Extracted material below:

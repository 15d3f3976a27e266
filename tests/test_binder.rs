//! Integration tests for parameter binding.

mod common;

use std::io::Cursor;

use chrono::{FixedOffset, NaiveDate, TimeZone};
use rust_decimal::Decimal;
use uuid::Uuid;

use common::{init_tracing, MockStatement};
use sql_bridge::{
    bind_all, bind_parameter, DbType, Direction, Error, ParamValue, Parameter, Representation,
    SqlTypeCode, TypedValue,
};

fn bind(param: Parameter) -> (MockStatement, sql_bridge::Result<()>) {
    init_tracing();
    let mut stmt = MockStatement::new();
    let result = bind_parameter(&mut stmt, 0, param);
    (stmt, result)
}

fn bound(param: Parameter) -> Vec<String> {
    let (stmt, result) = bind(param);
    result.unwrap();
    stmt.calls
}

#[test]
fn test_unsigned_binds_widen() {
    assert_eq!(bound(Parameter::new(DbType::UInt8, 255u8)), ["set_short(1, 255)"]);
    assert_eq!(
        bound(Parameter::new(DbType::UInt16, 65535u16)),
        ["set_int(1, 65535)"]
    );
    assert_eq!(
        bound(Parameter::new(DbType::UInt32, u32::MAX)),
        ["set_long(1, 4294967295)"]
    );
    assert_eq!(
        bound(Parameter::new(DbType::UInt64, i64::MAX as u64)),
        [format!("set_long(1, {})", i64::MAX)]
    );
}

#[test]
fn test_u64_out_of_range_overflows() {
    for db_type in [DbType::UInt64, DbType::Int64] {
        let (stmt, result) = bind(Parameter::new(db_type, u64::MAX));
        assert!(
            matches!(result, Err(Error::Overflow { .. })),
            "{db_type:?}: {result:?}"
        );
        assert!(stmt.calls.is_empty());
    }
}

#[test]
fn test_u64_binds_exactly_as_decimal() {
    assert_eq!(
        bound(Parameter::new(DbType::Decimal, u64::MAX)),
        ["set_decimal(1, 18446744073709551615)"]
    );
}

#[test]
fn test_signed_binds_widen_but_never_narrow() {
    assert_eq!(bound(Parameter::new(DbType::Int64, -7i8)), ["set_long(1, -7)"]);
    assert_eq!(bound(Parameter::new(DbType::Int32, 200u8)), ["set_int(1, 200)"]);

    let (_, result) = bind(Parameter::new(DbType::Int16, 70000i32));
    match result {
        Err(Error::TypeMismatch {
            declared,
            requested,
        }) => {
            assert_eq!(declared, SqlTypeCode::SmallInt);
            assert_eq!(requested, Representation::Int32);
        }
        other => panic!("Expected TypeMismatch, got {other:?}"),
    }

    let (_, result) = bind(Parameter::new(DbType::UInt8, -1i8));
    assert!(matches!(result, Err(Error::TypeMismatch { .. })));
}

#[test]
fn test_decimal_binds_are_exact() {
    assert_eq!(
        bound(Parameter::new(DbType::Decimal, -65535i64)),
        ["set_decimal(1, -65535)"]
    );
    assert_eq!(
        bound(Parameter::new(DbType::Decimal, Decimal::new(12345, 2))),
        ["set_decimal(1, 123.45)"]
    );
    let (_, result) = bind(Parameter::new(DbType::Decimal, 1.5f64));
    assert!(matches!(result, Err(Error::TypeMismatch { .. })));
}

#[test]
fn test_null_binds_use_engine_code() {
    assert_eq!(bound(Parameter::null(DbType::Int32)), ["set_null(1, 4)"]);
    assert_eq!(bound(Parameter::null(DbType::Blob)), ["set_null(1, 2004)"]);
    assert_eq!(
        bound(Parameter::new(DbType::String, None::<String>)),
        ["set_null(1, 12)"]
    );
}

#[test]
fn test_text_binds() {
    assert_eq!(bound(Parameter::new(DbType::Char, 'x')), [r#"set_string(1, "x")"#]);
    assert_eq!(
        bound(Parameter::new(DbType::String, "héllo")),
        [r#"set_string(1, "héllo")"#]
    );
    assert_eq!(
        bound(Parameter::new(DbType::Clob, "short")),
        [r#"set_string(1, "short")"#]
    );
    assert_eq!(
        bound(Parameter::new(DbType::Xml, ParamValue::Xml("<a/>".into()))),
        [r#"set_xml(1, "<a/>")"#]
    );
}

#[test]
fn test_stream_binds() {
    let blob = ParamValue::stream(Cursor::new(vec![1u8, 2, 3]), Some(3));
    assert_eq!(
        bound(Parameter::new(DbType::Blob, blob)),
        ["set_binary_stream(1, [1, 2, 3], Some(3))"]
    );

    let clob = ParamValue::stream(Cursor::new(b"text".to_vec()), None);
    assert_eq!(
        bound(Parameter::new(DbType::Clob, clob)),
        [r#"set_character_stream(1, "text", None)"#]
    );

    assert_eq!(
        bound(Parameter::new(DbType::Binary, vec![1u8, 2])),
        ["set_bytes(1, [1, 2])"]
    );

    let stream = ParamValue::stream(Cursor::new(vec![0u8]), None);
    let (_, result) = bind(Parameter::new(DbType::String, stream));
    assert!(matches!(result, Err(Error::TypeMismatch { .. })));
}

#[test]
fn test_temporal_binds() {
    let date = NaiveDate::from_ymd_opt(2024, 1, 2).unwrap();
    assert_eq!(
        bound(Parameter::new(DbType::DateTime, date)),
        ["set_timestamp(1, 2024-01-02 00:00:00)"]
    );
    assert_eq!(
        bound(Parameter::new(DbType::Date, date)),
        ["set_date(1, 2024-01-02)"]
    );

    let offset = FixedOffset::east_opt(2 * 3600).unwrap();
    let dt = offset.with_ymd_and_hms(2024, 1, 2, 3, 4, 5).unwrap();
    assert_eq!(
        bound(Parameter::new(DbType::DateTimeOffset, dt)),
        ["set_timestamp_tz(1, 2024-01-02T03:04:05+02:00)"]
    );

    let (_, result) = bind(Parameter::new(DbType::Date, dt));
    assert!(matches!(result, Err(Error::TypeMismatch { .. })));
}

#[test]
fn test_object_binds_by_value_shape() {
    assert_eq!(bound(Parameter::new(DbType::Object, 7i64)), ["set_long(1, 7)"]);
    assert_eq!(bound(Parameter::new(DbType::Object, true)), ["set_boolean(1, true)"]);

    let id = Uuid::from_u128(0x0123_4567_89ab_cdef_0123_4567_89ab_cdef);
    assert_eq!(
        bound(Parameter::new(DbType::Object, id)),
        [format!("set_uuid(1, {})", id)]
    );

    let items = vec![TypedValue::Int32(1), TypedValue::Int32(2)];
    assert_eq!(
        bound(Parameter::new(DbType::Object, items)),
        ["set_array(1, 2 items)"]
    );
    assert_eq!(bound(Parameter::null(DbType::Object)), ["set_null(1, 2000)"]);
}

#[test]
fn test_output_needs_statement_support() {
    let (stmt, result) = bind(Parameter::output(DbType::Int32));
    assert!(matches!(result, Err(Error::Unsupported { .. })));
    assert!(stmt.calls.is_empty());

    let param = Parameter::new(DbType::Int32, 1).with_direction(Direction::ReturnValue);
    let (_, result) = bind(param);
    assert!(matches!(result, Err(Error::Unsupported { .. })));
}

#[test]
fn test_output_registration() {
    init_tracing();
    let mut stmt = MockStatement::with_output_support();
    bind_parameter(&mut stmt, 0, Parameter::output(DbType::Decimal).with_scale(2)).unwrap();
    bind_parameter(
        &mut stmt,
        1,
        Parameter::new(DbType::Int32, 5).with_direction(Direction::InputOutput),
    )
    .unwrap();
    bind_parameter(
        &mut stmt,
        2,
        Parameter::new(DbType::Decimal, Decimal::new(100, 3)).with_direction(Direction::InputOutput),
    )
    .unwrap();
    assert_eq!(
        stmt.calls,
        [
            "register_output_parameter(1, 3, Some(2))",
            "register_output_parameter(2, 4, None)",
            "set_int(2, 5)",
            "register_output_parameter(3, 3, Some(3))",
            "set_decimal(3, 0.100)",
        ]
    );
}

#[test]
fn test_bind_all_uses_engine_indices() {
    init_tracing();
    let mut stmt = MockStatement::new();
    let params = vec![
        Parameter::new(DbType::Int32, 1),
        Parameter::new(DbType::String, "two"),
        Parameter::null(DbType::Double),
    ];
    assert_eq!(bind_all(&mut stmt, params).unwrap(), 3);
    assert_eq!(
        stmt.calls,
        [
            "set_int(1, 1)",
            r#"set_string(2, "two")"#,
            "set_null(3, 8)",
        ]
    );
}

#[test]
fn test_bind_all_stops_at_first_error() {
    init_tracing();
    let mut stmt = MockStatement::new();
    let params = vec![
        Parameter::new(DbType::Int32, 1),
        Parameter::new(DbType::Int32, "not a number"),
        Parameter::new(DbType::Int32, 3),
    ];
    assert!(matches!(
        bind_all(&mut stmt, params),
        Err(Error::TypeMismatch { .. })
    ));
    assert_eq!(stmt.calls, ["set_int(1, 1)"]);
}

End of Extracted material.

* [Task to complete]
Extract the lines above, from the first one through the one containing "bound(Parameter::new(DbType::UInt64, i64::MAX as", and return only those, unchanged.

* [Task answer]
repository 15d3f3976a27e266
filename tests/test_binder.rs
//! Integration tests for parameter binding.

mod common;

use std::io::Cursor;

use chrono::{FixedOffset, NaiveDate, TimeZone};
use rust_decimal::Decimal;
use uuid::Uuid;

use common::{init_tracing, MockStatement};
use sql_bridge::{
    bind_all, bind_parameter, DbType, Direction, Error, ParamValue, Parameter, Representation,
    SqlTypeCode, TypedValue,
};

fn bind(param: Parameter) -> (MockStatement, sql_bridge::Result<()>) {
    init_tracing();
    let mut stmt = MockStatement::new();
    let result = bind_parameter(&mut stmt, 0, param);
    (stmt, result)
}

fn bound(param: Parameter) -> Vec<String> {
    let (stmt, result) = bind(param);
    result.unwrap();
    stmt.calls
}

#[test]
fn test_unsigned_binds_widen() {
    assert_eq!(bound(Parameter::new(DbType::UInt8, 255u8)), ["set_short(1, 255)"]);
    assert_eq!(
        bound(Parameter::new(DbType::UInt16, 65535u16)),
        ["set_int(1, 65535)"]
    );
    assert_eq!(
        bound(Parameter::new(DbType::UInt32, u32::MAX)),
        ["set_long(1, 4294967295)"]
    );
    assert_eq!(
        bound(Parameter::new(DbType::UInt64, i64::MAX as u64)),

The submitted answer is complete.